While there are certainly segments for which online selling is not an option (grocery retailers, for example, still struggle to define an e-commerce strategy) retailers with no experience in multichannel retailing face a steep learning curve as consumer demand for a multichannel experience starts to creep up on them:
Store-only retailers just don’t buy into the multichannel consumer concept. Thirty-two percent of store-only retailer respondents said they were unconcerned with increased cross-channel consumer behavior compared with only 13% of store-based multichannel retailers. Also, 39% of store-only respondents were unconcerned with increased multichannel expectations from their customers, as opposed to only 10% of their store-based multichannel counterparts.
Store-only respondents also seemed to believe their differentiation is secure: Thirty-seven percent reported that they were unconcerned with price competitiveness as a driver for multichannel retailing vs. 20% of their store-based multichannel peers.
Store-only retailers worry more about the wrong multichannel challenges. Since they’re not tapped into the multichannel consumer mind-set, store-only retailers don’t have the guidance and experience they need when they are ready to start leveraging the online channel.

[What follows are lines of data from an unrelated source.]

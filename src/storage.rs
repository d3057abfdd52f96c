//! 运行目录内的文件布局与原子写
//!
//! 所有状态文件都以「写临时文件 + rename」落盘，读者（overlay、外部面板）永远看不到半截内容。

use std::path::{Path, PathBuf};

use serde::de::DeserializeOwned;
use serde::Serialize;

pub const STATE_FILE: &str = "state.json";
pub const PAUSE_FILE: &str = "PAUSED";
pub const CANVAS_FILE: &str = "virtual_canvas.rgba";
pub const MARKS_FILE: &str = "marks.json";
pub const CURSOR_FILE: &str = "cursor_state.json";
pub const NOTES_FILE: &str = "memory.jsonl";
pub const OVERLAY_LAYER_FILE: &str = "overlay_layer.rgba";
pub const OVERLAY_SIGNAL_FILE: &str = "overlay.signal";
pub const OVERLAY_ACK_FILE: &str = "overlay.ack";
pub const PROXY_LOG_DIR: &str = "proxy_log";

/// 运行目录：一次运行的全部持久化状态
#[derive(Debug, Clone)]
pub struct RunDir {
    root: PathBuf,
}

impl RunDir {
    pub fn new(root: impl Into<PathBuf>) -> Self {
        Self { root: root.into() }
    }

    /// 打开已有目录，或在 runs_root 下按时间戳新建
    pub fn open_or_create(existing: Option<&Path>, runs_root: &Path) -> std::io::Result<Self> {
        if let Some(dir) = existing {
            if dir.is_dir() {
                return Ok(Self::new(dir));
            }
        }
        let name = chrono::Local::now().format("run_%Y%m%d_%H%M%S").to_string();
        let root = runs_root.join(name);
        std::fs::create_dir_all(&root)?;
        Ok(Self::new(root))
    }

    pub fn path(&self) -> &Path {
        &self.root
    }

    pub fn join(&self, name: &str) -> PathBuf {
        self.root.join(name)
    }

    pub fn state(&self) -> PathBuf {
        self.join(STATE_FILE)
    }

    pub fn pause(&self) -> PathBuf {
        self.join(PAUSE_FILE)
    }

    pub fn canvas(&self) -> PathBuf {
        self.join(CANVAS_FILE)
    }

    pub fn marks(&self) -> PathBuf {
        self.join(MARKS_FILE)
    }

    pub fn cursor(&self) -> PathBuf {
        self.join(CURSOR_FILE)
    }

    pub fn notes(&self) -> PathBuf {
        self.join(NOTES_FILE)
    }

    pub fn overlay_layer(&self) -> PathBuf {
        self.join(OVERLAY_LAYER_FILE)
    }

    pub fn overlay_signal(&self) -> PathBuf {
        self.join(OVERLAY_SIGNAL_FILE)
    }

    pub fn overlay_ack(&self) -> PathBuf {
        self.join(OVERLAY_ACK_FILE)
    }

    pub fn proxy_log(&self) -> PathBuf {
        self.join(PROXY_LOG_DIR)
    }
}

fn tmp_path(path: &Path) -> PathBuf {
    let mut name = path
        .file_name()
        .map(|n| n.to_os_string())
        .unwrap_or_default();
    name.push(".tmp");
    path.with_file_name(name)
}

/// 原子写字节
pub fn atomic_write(path: &Path, data: &[u8]) -> std::io::Result<()> {
    if let Some(parent) = path.parent() {
        if !parent.as_os_str().is_empty() {
            std::fs::create_dir_all(parent)?;
        }
    }
    let tmp = tmp_path(path);
    if let Err(e) = std::fs::write(&tmp, data).and_then(|_| std::fs::rename(&tmp, path)) {
        let _ = std::fs::remove_file(&tmp);
        return Err(e);
    }
    Ok(())
}

/// 原子写 JSON（pretty）
pub fn atomic_write_json<T: Serialize>(path: &Path, value: &T) -> std::io::Result<()> {
    let data = serde_json::to_vec_pretty(value)
        .map_err(|e| std::io::Error::new(std::io::ErrorKind::InvalidData, e))?;
    atomic_write(path, &data)
}

/// 读 JSON；文件缺失或损坏时返回默认值
pub fn read_json_or_default<T: DeserializeOwned + Default>(path: &Path) -> T {
    match std::fs::read(path) {
        Ok(data) => serde_json::from_slice(&data).unwrap_or_else(|e| {
            tracing::warn!(path = %path.display(), "unreadable json, using default: {}", e);
            T::default()
        }),
        Err(_) => T::default(),
    }
}

#[cfg(test)]
mod tests {
    use super::*;
    use tempfile::TempDir;

    #[test]
    fn test_atomic_write_replaces_and_leaves_no_tmp() {
        let dir = TempDir::new().unwrap();
        let path = dir.path().join("nested").join("a.json");
        atomic_write(&path, b"one").unwrap();
        atomic_write(&path, b"two").unwrap();
        assert_eq!(std::fs::read(&path).unwrap(), b"two");
        assert!(!tmp_path(&path).exists());
    }

    #[test]
    fn test_read_json_or_default_on_garbage() {
        let dir = TempDir::new().unwrap();
        let path = dir.path().join("x.json");
        std::fs::write(&path, "{not json").unwrap();
        let v: Vec<u32> = read_json_or_default(&path);
        assert!(v.is_empty());
    }

    #[test]
    fn test_open_existing_run_dir() {
        let dir = TempDir::new().unwrap();
        let run = RunDir::open_or_create(Some(dir.path()), Path::new("unused")).unwrap();
        assert_eq!(run.path(), dir.path());
        assert_eq!(run.state(), dir.path().join(STATE_FILE));
    }
}
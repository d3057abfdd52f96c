//! Scribe 主进程
//!
//! 入口：初始化日志、加载配置、打开运行目录（SCRIBE_RUN_DIR 指定时续跑），
//! 组装代理层与 worker 监管，启动控制面（feature = "web"），然后运行主循环直到收到关闭信号。

use std::path::PathBuf;
use std::sync::Arc;
use std::time::Duration;

use anyhow::Context;
use scribe::config::load_config;
use scribe::core::supervisor::sibling_binary;
use scribe::core::{
    Orchestrator, ProcessWorkers, ShutdownCoordinator, ShutdownManager, StateHandle, TurnWorkers,
    WorkersCleanup,
};
use scribe::observability;
use scribe::proxy::{EventHub, HttpUpstream, Proxy, ProxyLog};
use scribe::storage::RunDir;

#[tokio::main]
async fn main() -> anyhow::Result<()> {
    observability::init();

    // 可选的配置文件路径：第一个命令行参数
    let config_path = std::env::args().nth(1).map(PathBuf::from);
    let cfg = load_config(config_path.clone()).unwrap_or_else(|e| {
        tracing::warn!("Config load failed ({}), using defaults", e);
        Default::default()
    });

    let resume = std::env::var_os("SCRIBE_RUN_DIR")
        .map(PathBuf::from)
        .or_else(|| cfg.run.dir.clone());
    let run_dir = RunDir::open_or_create(resume.as_deref(), &cfg.run.runs_root)
        .context("Failed to open run directory")?;
    tracing::info!(run_dir = %run_dir.path().display(), "Run directory ready");

    let state = StateHandle::spawn(run_dir.clone());
    let snapshot = state.get().await.context("Failed to load run state")?;
    let last_output = (snapshot.state.turn > 0).then(|| snapshot.state.story.clone());

    let upstream = HttpUpstream::new(
        cfg.model.upstream_url.clone(),
        Duration::from_secs(cfg.proxy.request_timeout_secs),
    )
    .context("Failed to build upstream client")?;
    let events = EventHub::new(cfg.proxy.event_buffer);
    let proxy = Arc::new(Proxy::new(
        Arc::new(upstream),
        &cfg.proxy,
        ProxyLog::new(run_dir.proxy_log(), cfg.proxy.turns_per_log_file),
        events.clone(),
        last_output,
        snapshot.state.turn,
    ));

    let shutdown = Arc::new(ShutdownManager::new());
    shutdown.install_signal_handlers();
    let cancel = shutdown.token();

    #[cfg(feature = "web")]
    let server = {
        let control = scribe::proxy::server::ControlState {
            proxy: proxy.clone(),
            state: state.clone(),
            started: std::time::Instant::now(),
        };
        let bind = cfg.proxy.bind.clone();
        let cancel = cancel.clone();
        tokio::spawn(async move {
            if let Err(e) = scribe::proxy::server::serve(&bind, control, cancel).await {
                tracing::error!("Control surface stopped: {}", e);
            }
        })
    };

    let workers: Arc<dyn TurnWorkers> = Arc::new(ProcessWorkers::new(
        sibling_binary(cfg.supervisor.worker_bin.as_ref(), "scribe-worker"),
        sibling_binary(cfg.supervisor.overlay_bin.as_ref(), "scribe-overlay"),
        run_dir.path(),
    ));
    let mut coordinator = ShutdownCoordinator::new();
    coordinator.register(WorkersCleanup::new(workers.clone()));

    let mut orchestrator = Orchestrator::new(state, run_dir, workers, proxy, events, cfg)
        .with_config_reload(config_path);
    orchestrator.run(cancel).await;

    coordinator.run_cleanup().await;
    #[cfg(feature = "web")]
    if let Err(e) = server.await {
        tracing::warn!("Control surface task ended abnormally: {}", e);
    }
    tracing::info!("Scribe stopped");
    Ok(())
}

As a result, they worry about the wrong things.
While both store-based multichannel and store-only retail respondents were concerned about single-data stores across channels (49% vs. 50%, respectively, rated it “very important”), multichannel retailers were much more worried about distributed order management (69% vs. store-only 43%), and content and product information management (52% vs. store-only 25%).
Store-only retailers, on the other hand, worry more about how to make it work physically. Forty-four percent of these respondents rated transportation and returns-management systems as very important compared to 30% of their store-based multichannel counterparts.
If you evaluated an online presence even just a couple years ago and found it wasn’t worth it, you may want to reopen that decision. The RSAG multichannel report found that nearly 80% of retail winners (those that outperformed their peers in comparable-store sales growth) operate in multiple channels, vs. only 50% of retailers who performed worse than average.
After all, if the Girl Scouts are figuring out how to leverage multiple channels, shouldn’t you?